TASK TO COMPLETE: Exactly the lines from the opening of the records through the line containing "impl FromIterator<Point> for PointSet" should be copied, with both included.

***** DATA UNDER STUDY

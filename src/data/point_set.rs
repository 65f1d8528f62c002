use super::Point;
use std::ops::Deref;

/// Every point of the scene, in file order.
#[derive(Debug, Clone, Default, PartialEq, Eq)]
pub struct PointSet {
  points: Vec<Point>,
}

impl PointSet {
  pub fn new(points: Vec<Point>) -> PointSet {
    PointSet { points }
  }

  pub fn iter(&self) -> std::slice::Iter<'_, Point> {
    self.points.iter()
  }
}

impl Deref for PointSet {
  type Target = [Point];
  fn deref(&self) -> &[Point] {
    &self.points
  }
}

impl FromIterator<Point> for PointSet {
  fn from_iter<I: IntoIterator<Item = Point>>(iter: I) -> Self {
    PointSet::new(iter.into_iter().collect())
  }
}

/// Hull vertices in polygon order.
///
/// Unlike a [`PointSet`], the order here is meaningful: consecutive vertices
/// are joined by an edge, and the last vertex is joined back to the first.
#[derive(Debug, Clone, Default, PartialEq, Eq)]
pub struct HullSequence {
  vertices: Vec<Point>,
}

impl HullSequence {
  pub fn new(vertices: Vec<Point>) -> HullSequence {
    HullSequence { vertices }
  }

  /// Wrap-around lookup: `-1` is the last vertex, `len()` is the first.
  ///
  /// Returns `None` for an empty sequence.
  ///
  /// ```
  /// use hulldraw::data::{HullSequence, Point};
  ///
  /// let hull = HullSequence::new(vec![Point::new([0, 0]), Point::new([10, 0]), Point::new([0, 10])]);
  /// assert_eq!(hull.vertex_at(-1), Some(&Point::new([0, 10])));
  /// assert_eq!(hull.vertex_at(3), Some(&Point::new([0, 0])));
  /// ```
  pub fn vertex_at(&self, index: isize) -> Option<&Point> {
    let len = self.vertices.len() as isize;
    if len == 0 {
      return None;
    }
    self.vertices.get(index.rem_euclid(len) as usize)
  }

  /// Indices visited when drawing the closed polygon: `M-1, M-2, ..., 0, -1`.
  ///
  /// The final `-1` wraps around to the starting vertex and produces the
  /// closing edge, so a non-empty sequence yields `M+1` indices. An empty
  /// sequence yields nothing.
  pub fn closed_traversal(&self) -> ClosedTraversal<'_> {
    let len = self.vertices.len() as isize;
    ClosedTraversal {
      hull: self,
      next: len - 1,
      exhausted: len == 0,
    }
  }
}

impl Deref for HullSequence {
  type Target = [Point];
  fn deref(&self) -> &[Point] {
    &self.vertices
  }
}

impl FromIterator<Point> for HullSequence {
  fn from_iter<I: IntoIterator<Item = Point>>(iter: I) -> Self {
    HullSequence::new(iter.into_iter().collect())
  }
}

/// Iterator returned by [`HullSequence::closed_traversal`].
///
/// Yields `(index, vertex)` pairs where `index` is the unwrapped traversal
/// index (the last item has index `-1`).
#[derive(Debug, Clone)]
pub struct ClosedTraversal<'a> {
  hull: &'a HullSequence,
  next: isize,
  exhausted: bool,
}

impl<'a> Iterator for ClosedTraversal<'a> {
  type Item = (isize, &'a Point);

  fn next(&mut self) -> Option<Self::Item> {
    if self.exhausted {
      return None;
    }
    let index = self.next;
    let vertex = self.hull.vertex_at(index)?;
    if index == -1 {
      self.exhausted = true;
    } else {
      self.next -= 1;
    }
    Some((index, vertex))
  }

  fn size_hint(&self) -> (usize, Option<usize>) {
    let len = self.len();
    (len, Some(len))
  }
}

impl ExactSizeIterator for ClosedTraversal<'_> {
  fn len(&self) -> usize {
    if self.exhausted {
      0
    } else {
      (self.next + 2) as usize
    }
  }
}

#[cfg(test)]
mod tests {
  use super::*;
  use proptest::collection::vec;
  use proptest::prelude::*;
  use test_strategy::proptest;

  fn triangle() -> HullSequence {
    HullSequence::new(vec![
      Point::new([0, 0]),
      Point::new([10, 0]),
      Point::new([0, 10]),
    ])
  }

  #[test]
  fn vertex_at_wraps() {
    let hull = triangle();
    assert_eq!(hull.vertex_at(0), Some(&Point::new([0, 0])));
    assert_eq!(hull.vertex_at(2), Some(&Point::new([0, 10])));
    assert_eq!(hull.vertex_at(-1), Some(&Point::new([0, 10])));
    assert_eq!(hull.vertex_at(-4), Some(&Point::new([0, 10])));
    assert_eq!(hull.vertex_at(5), Some(&Point::new([0, 10])));
  }

  #[test]
  fn vertex_at_empty() {
    assert_eq!(HullSequence::default().vertex_at(0), None);
    assert_eq!(HullSequence::default().vertex_at(-1), None);
  }

  #[test]
  fn closed_traversal_triangle() {
    let hull = triangle();
    let visited: Vec<(isize, Point)> = hull
      .closed_traversal()
      .map(|(i, pt)| (i, *pt))
      .collect();
    assert_eq!(
      visited,
      vec![
        (2, Point::new([0, 10])),
        (1, Point::new([10, 0])),
        (0, Point::new([0, 0])),
        (-1, Point::new([0, 10])),
      ]
    );
  }

  #[test]
  fn closed_traversal_single() {
    let hull = HullSequence::new(vec![Point::new([4, 4])]);
    let indices: Vec<isize> = hull.closed_traversal().map(|(i, _)| i).collect();
    assert_eq!(indices, vec![0, -1]);
  }

  #[test]
  fn closed_traversal_empty() {
    let hull = HullSequence::default();
    assert_eq!(hull.closed_traversal().len(), 0);
    assert_eq!(hull.closed_traversal().next(), None);
  }

  #[proptest]
  fn closed_traversal_len(#[strategy(vec(any::<(i64, i64)>(), 1..50))] raw: Vec<(i64, i64)>) {
    let hull: HullSequence = raw.into_iter().map(Point::from).collect();
    let mut iter = hull.closed_traversal();
    prop_assert_eq!(iter.len(), hull.len() + 1);
    iter.next();
    prop_assert_eq!(iter.len(), hull.len());
    prop_assert_eq!(iter.count(), hull.len());
  }

  #[proptest]
  fn closed_traversal_starts_and_ends_on_last_vertex(
    #[strategy(vec(any::<(i64, i64)>(), 1..50))] raw: Vec<(i64, i64)>,
  ) {
    let hull: HullSequence = raw.into_iter().map(Point::from).collect();
    let visited: Vec<&Point> = hull.closed_traversal().map(|(_, pt)| pt).collect();
    prop_assert_eq!(visited.first().copied(), hull.last());
    prop_assert_eq!(visited.last().copied(), hull.last());
    let reversed: Vec<&Point> = hull.iter().rev().collect();
    prop_assert_eq!(&visited[..hull.len()], &reversed[..]);
  }
}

**********

YOUR RESPONSE:
filename src/data/point_set.rs
repository 65f1d8528f62c002
use super::Point;
use std::ops::Deref;

/// Every point of the scene, in file order.
#[derive(Debug, Clone, Default, PartialEq, Eq)]
pub struct PointSet {
  points: Vec<Point>,
}

impl PointSet {
  pub fn new(points: Vec<Point>) -> PointSet {
    PointSet { points }
  }

  pub fn iter(&self) -> std::slice::Iter<'_, Point> {
    self.points.iter()
  }
}

impl Deref for PointSet {
  type Target = [Point];
  fn deref(&self) -> &[Point] {
    &self.points
  }
}

impl FromIterator<Point> for PointSet {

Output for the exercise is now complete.